Evaluation of the Development Theories and Practices and their Relevance to Disaster Risk Reduction

In an international environment, to accelerate economic and national growth, the development theories emerged as a way for ex-colonial and colonial states. Neoliberalism, dependency, structuralism, modernisation, Marxism, Keynes and Adam Smith forwarded certain approaches to and theories of development.

Later in the year 1960, a model of economic development was forwarded by Rastow that involved 5 stages of economic development, i.e., high mass consumption, drive to maturity, and take off, transitional stage and traditional society. Further, a dual-sector theory was forwarded by Lewis, in which he proposed that dual economies are maintained by developing countries. These dual economies are based on the modern sector and the traditional sector.

According to his theory, investment coming from savings is required by development. Later, dependency theory emerged which perceived modernisation theories as non-beneficent and maleficent. The neo-classical theory focused on the increase in labour quantity, underdevelopment related to corruption encouraged by the inefficiency of the government, technological improvements, increase in capital, education and training and increase in labour quantity. 

One of the theories of development that were deployed in terms of the tsunami was Rastow’s five stages of economic development. The debt was forgiven to twelve affected countries by the G7 countries, after the Indian Ocean tsunami 2004. Moreover, the tourism sector of Thailand was affected largely by the tsunami. International development trends and theory have been paralleled by tourism trends during the past century. The model of stages of economic growth by Rostow was largely drawn by modernisation theory, based on the assumed division between the ‘developed’ Western World and the ‘undeveloped’ 3rd World.

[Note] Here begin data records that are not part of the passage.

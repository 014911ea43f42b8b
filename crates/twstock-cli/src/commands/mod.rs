mod daily;
mod plan;
mod query;
mod run;

use std::sync::Arc;
use std::time::Duration;

use serde_json::Value;
use twstock_core::{
    Pipeline, PipelineConfig, ReqwestHttpClient, SourceClient, TaskReport, UnitStatus, Warehouse,
    WarehouseConfig,
};
use twstock_warehouse::{ConnectionRouter, DuckDbConnectionFactory};

use crate::cli::{Cli, Command};
use crate::error::CliError;

pub struct CommandResult {
    pub data: Value,
    /// Units that failed at the source or in storage.
    pub failed_units: usize,
}

impl CommandResult {
    pub fn ok(data: Value) -> Self {
        Self {
            data,
            failed_units: 0,
        }
    }

    pub fn with_failed_units(mut self, failed_units: usize) -> Self {
        self.failed_units = failed_units;
        self
    }
}

pub async fn run(cli: &Cli) -> Result<CommandResult, CliError> {
    match &cli.command {
        Command::Run(args) => run::run(args, cli).await,
        Command::Daily(args) => daily::run(args, cli).await,
        Command::Plan(args) => plan::run(args),
        Command::Query(args) => query::run(args, cli),
    }
}

type LivePipeline = Pipeline<ConnectionRouter<DuckDbConnectionFactory>>;

fn warehouse_config(cli: &Cli) -> WarehouseConfig {
    let config = WarehouseConfig::default();
    match &cli.db_path {
        Some(path) => config.with_db_path(path),
        None => config,
    }
}

fn pipeline_config(cli: &Cli) -> PipelineConfig {
    PipelineConfig {
        request_delay: Duration::from_millis(cli.request_delay_ms),
        stage_delay: Duration::from_millis(cli.stage_delay_ms),
        request_timeout: Duration::from_millis(cli.timeout_ms),
        reconnect_backoff: Duration::from_millis(cli.reconnect_backoff_ms),
        max_reconnect_attempts: cli.max_reconnect_attempts,
    }
}

/// Open the warehouse (creating its tables) and wire the live HTTP client.
fn open_pipeline(cli: &Cli) -> Result<LivePipeline, CliError> {
    let config = pipeline_config(cli);
    let warehouse = Warehouse::open(warehouse_config(cli))?;
    let router = warehouse.router(config.router_config());
    let source = SourceClient::new(Arc::new(ReqwestHttpClient::new()), config);
    Ok(Pipeline::new(source, router))
}

fn failed_units(report: &TaskReport) -> usize {
    report.count(|status| {
        matches!(
            status,
            UnitStatus::SourceFailed { .. } | UnitStatus::WriteFailed { .. }
        )
    })
}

For economic development, a significant tool and mode for modernization identified by this theory was tourism. In the formal economy, therefore, for job creation, tourism was perceived as a vehicle. In developing countries, tourism has been championed as a development strategy through the framework of modernization to promote a Western way of life, to attract development capital, to increase GDP, to generate foreign exchange and to transfer technology.